The 0.6 percent rate matches what it was in June 2007

Corbis via Getty Images

It’s been 10 years since the housing bust put millions of homes into foreclosure, and after years of steadily declining foreclosure rates, the percentage of mortgages that are in the foreclosure process has fallen to levels not seen since before the crash.

According to new data from CoreLogic, just 0.6 percent of mortgages were in some stage of the foreclosure process in March 2018, a level that’s held steady since August 2017 and is the lowest rate since June 2007. Some of the mortgages in the foreclosure process today were signed prior to the housing bust, when lending practices were much more relaxed.

Mortgages in earlier stages of delinquency are also down. The percentage of mortgages that are 30 to 59 days past due was 1.7 percent in March. Mortgages 60 to 89 days past due was 0.6 percent. Mortgages that are considered in “serious delinquency”—which is defined as being 90 days or more past due or in some stage of the foreclosure process—was at 1.9 percent.

“They’re almost back to the long-term normal percentages, but not fully back,” said Frank Nothaft, chief economist of CoreLogic. “We’re still a little bit elevated relative to what they had been 15 years ago or longer. I do think over the course of the next 12 to 18 months, we’ll continue to see foreclosure rates and serious delinquency rates drift lower. We’ll probably be back to what that normal level was.”

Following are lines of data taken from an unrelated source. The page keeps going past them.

//! Keeps document-level presentation in step with the preferences.
//!
//! The dark-mode flag follows the theme (or the OS scheme while the theme is
//! `system`), and the language sets the document `lang` and text direction.
//! Changes arrive over channels and are applied by [`PresentationSync::pump`].

use crate::store::state::{Store, StoreEvent};
use crate::store::types::{Language, Theme, UserPreferences};
use crossbeam_channel::{Receiver, TryRecvError};

/// Operating system color scheme.
#[derive(Debug, Clone, Copy, PartialEq, Eq, Default)]
pub enum ColorScheme {
    #[default]
    Light,
    Dark,
}

/// Text direction of the document.
#[derive(Debug, Clone, Copy, PartialEq, Eq, Default)]
pub enum TextDirection {
    #[default]
    Ltr,
    Rtl,
}

impl TextDirection {
    pub fn as_str(&self) -> &'static str {
        match self {
            TextDirection::Ltr => "ltr",
            TextDirection::Rtl => "rtl",
        }
    }
}

impl From<Language> for TextDirection {
    fn from(language: Language) -> Self {
        if language.is_rtl() {
            TextDirection::Rtl
        } else {
            TextDirection::Ltr
        }
    }
}

/// Receiver of document-level presentation changes.
pub trait DocumentSink {
    fn set_dark_mode(&mut self, dark: bool);
    fn set_locale(&mut self, lang: &str, dir: TextDirection);
}

/// In-memory document attributes.
#[derive(Debug, Clone, PartialEq, Eq)]
pub struct DocumentAttributes {
    pub dark: bool,
    pub lang: String,
    pub dir: TextDirection,
}

impl Default for DocumentAttributes {
    fn default() -> Self {
        Self {
            dark: false,
            lang: Language::En.as_str().to_string(),
            dir: TextDirection::Ltr,
        }
    }
}

impl DocumentSink for DocumentAttributes {
    fn set_dark_mode(&mut self, dark: bool) {
        self.dark = dark;
    }

    fn set_locale(&mut self, lang: &str, dir: TextDirection) {
        self.lang = lang.to_string();
        self.dir = dir;
    }
}

/// Whether `theme` renders dark given the OS scheme.
pub fn is_dark(theme: Theme, os: ColorScheme) -> bool {
    match theme {
        Theme::Light => false,
        Theme::Dark => true,
        Theme::System => os == ColorScheme::Dark,
    }
}

/// Applies preference and OS scheme changes to a [`DocumentSink`].
///
/// Dropping the sync drops both subscriptions.
pub struct PresentationSync<S: DocumentSink> {
    sink: S,
    store_events: Receiver<StoreEvent>,
    os_schemes: Receiver<ColorScheme>,
    theme: Theme,
    language: Language,
    os: ColorScheme,
}

impl<S: DocumentSink> PresentationSync<S> {
    /// Start syncing from `preferences`, applying them to `sink` right away.
    pub fn new(
        mut sink: S,
        preferences: &UserPreferences,
        store_events: Receiver<StoreEvent>,
        os_schemes: Receiver<ColorScheme>,
        os: ColorScheme,
    ) -> Self {
        sink.set_dark_mode(is_dark(preferences.theme, os));
        sink.set_locale(preferences.language.as_str(), preferences.language.into());

        Self {
            sink,
            store_events,
            os_schemes,
            theme: preferences.theme,
            language: preferences.language,
            os,
        }
    }

    /// Subscribe to `store` and start syncing from its current preferences.
    pub fn attach(
        store: &mut Store,
        sink: S,
        os_schemes: Receiver<ColorScheme>,
        os: ColorScheme,
    ) -> Self {
        let preferences = store.snapshot().preferences.clone();
        let events = store.subscribe();
        Self::new(sink, &preferences, events, os_schemes, os)
    }

    /// Apply every pending change. Returns how many sink updates were made.
    pub fn pump(&mut self) -> usize {
        let mut theme = self.theme;
        let mut language = self.language;
        let mut os = self.os;

        loop {
            match self.store_events.try_recv() {
                Ok(StoreEvent::PreferencesChanged(preferences)) => {
                    theme = preferences.theme;
                    language = preferences.language;
                }
                Ok(_) => {}
                Err(TryRecvError::Empty) | Err(TryRecvError::Disconnected) => break,
            }
        }
        while let Ok(scheme) = self.os_schemes.try_recv() {
            os = scheme;
        }

        let mut updates = 0;
        let was_dark = is_dark(self.theme, self.os);
        let dark = is_dark(theme, os);
        if dark != was_dark {
            tracing::debug!(dark, "Dark mode changed");
            self.sink.set_dark_mode(dark);
            updates += 1;
        }
        if language != self.language {
            tracing::debug!(%language, "Document language changed");
            self.sink.set_locale(language.as_str(), language.into());
            updates += 1;
        }

        self.theme = theme;
        self.language = language;
        self.os = os;
        updates
    }

    pub fn is_dark(&self) -> bool {
        is_dark(self.theme, self.os)
    }

    pub fn sink(&self) -> &S {
        &self.sink
    }

    pub fn into_sink(self) -> S {
        self.sink
    }
}

#[cfg(test)]
mod tests {
    use super::*;
    use crate::store::slot::MemorySlot;

    fn attached(os: ColorScheme) -> (Store, PresentationSync<DocumentAttributes>, crossbeam_channel::Sender<ColorScheme>) {
        let mut store = Store::open(MemorySlot::new("sakina-store"));
        let (os_tx, os_rx) = crossbeam_channel::unbounded();
        let sync = PresentationSync::attach(&mut store, DocumentAttributes::default(), os_rx, os);
        (store, sync, os_tx)
    }

    #[test]
    fn test_arabic_sets_rtl() {
        let (mut store, mut sync, _os) = attached(ColorScheme::Light);
        store.set_language(Language::Ar).unwrap();
        assert_eq!(sync.pump(), 1);
        assert_eq!(sync.sink().lang, "ar");
        assert_eq!(sync.sink().dir, TextDirection::Rtl);
        assert_eq!(sync.sink().dir.as_str(), "rtl");

        store.set_language(Language::En).unwrap();
        sync.pump();
        assert_eq!(sync.sink().lang, "en");
        assert_eq!(sync.sink().dir, TextDirection::Ltr);
    }

    #[test]
    fn test_explicit_theme_ignores_os() {
        let (mut store, mut sync, os) = attached(ColorScheme::Light);
        assert!(!sync.sink().dark);

        store.set_theme(Theme::Dark).unwrap();
        sync.pump();
        assert!(sync.sink().dark);

        os.send(ColorScheme::Light).unwrap();
        assert_eq!(sync.pump(), 0);
        assert!(sync.sink().dark);
    }

    #[test]
    fn test_system_theme_follows_os() {
        let (mut store, mut sync, os) = attached(ColorScheme::Dark);
        assert!(!sync.sink().dark);

        store.set_theme(Theme::System).unwrap();
        sync.pump();
        assert!(sync.sink().dark);

        os.send(ColorScheme::Light).unwrap();
        sync.pump();
        assert!(!sync.sink().dark);
        assert!(!sync.is_dark());
    }

    #[test]
    fn test_unrelated_events_change_nothing() {
        let (mut store, mut sync, _os) = attached(ColorScheme::Light);
        store
            .add_journal_entry(crate::store::types::NewJournalEntry::text("hi", None))
            .unwrap();
        assert_eq!(sync.pump(), 0);
        assert_eq!(sync.into_sink(), DocumentAttributes::default());
    }
}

Looking at mortgage delinquency and foreclosure rates can be informative for the overall health of the housing market. In the fall of 2007, all stages of delinquency and foreclosure rates started to rise. A year later, foreclosure rates and serious delinquency rates exploded, as serious delinquency peaked at more than 7 percent in 2010. Foreclosure rates reached 3.57 percent.

Serious delinquencies and foreclosure rates rose more dramatically than the rates for mortgages 30 to 59 days over due and 60 to 89 days over due because mortgages in the latter categories ultimately transition out by graduating to the next highest level. But serious delinquency is 90 days over due or more; there’s no higher level except foreclosure, and homes in the foreclosure process are included in the serious delinquency category.

Since the crisis, mortgage lending practices have gotten more strict, leading to healthier overall mortgage performance, as evident by the steadily improving delinquency rates. Nothaft believes the percentage of mortgages that transition from 30 days over due to 60 days over due is a leading indicator of where the market is headed. Some people miss a payment on their mortgage because of an extenuating circumstance and are able to get caught back up before they reach 60 days over due.

If the mortgages start transitioning to 60 days over due at a higher rate, it could be a sign of trouble brewing in the housing market. The transition rate from 30 to 60 days over in March 2018 was 11.6 percent, matching what it was the year prior, which is the lowest CoreLogic has recorded for a month of March since 2000. During the financial collapse, the transition rate from 30 days past due to 60 days past due reached a peak of 31 percent in November 2008.

Coupling the low foreclosure and delinquency rates with low transition rates, it looks like the mortgage market will remain steady, at least in the near term.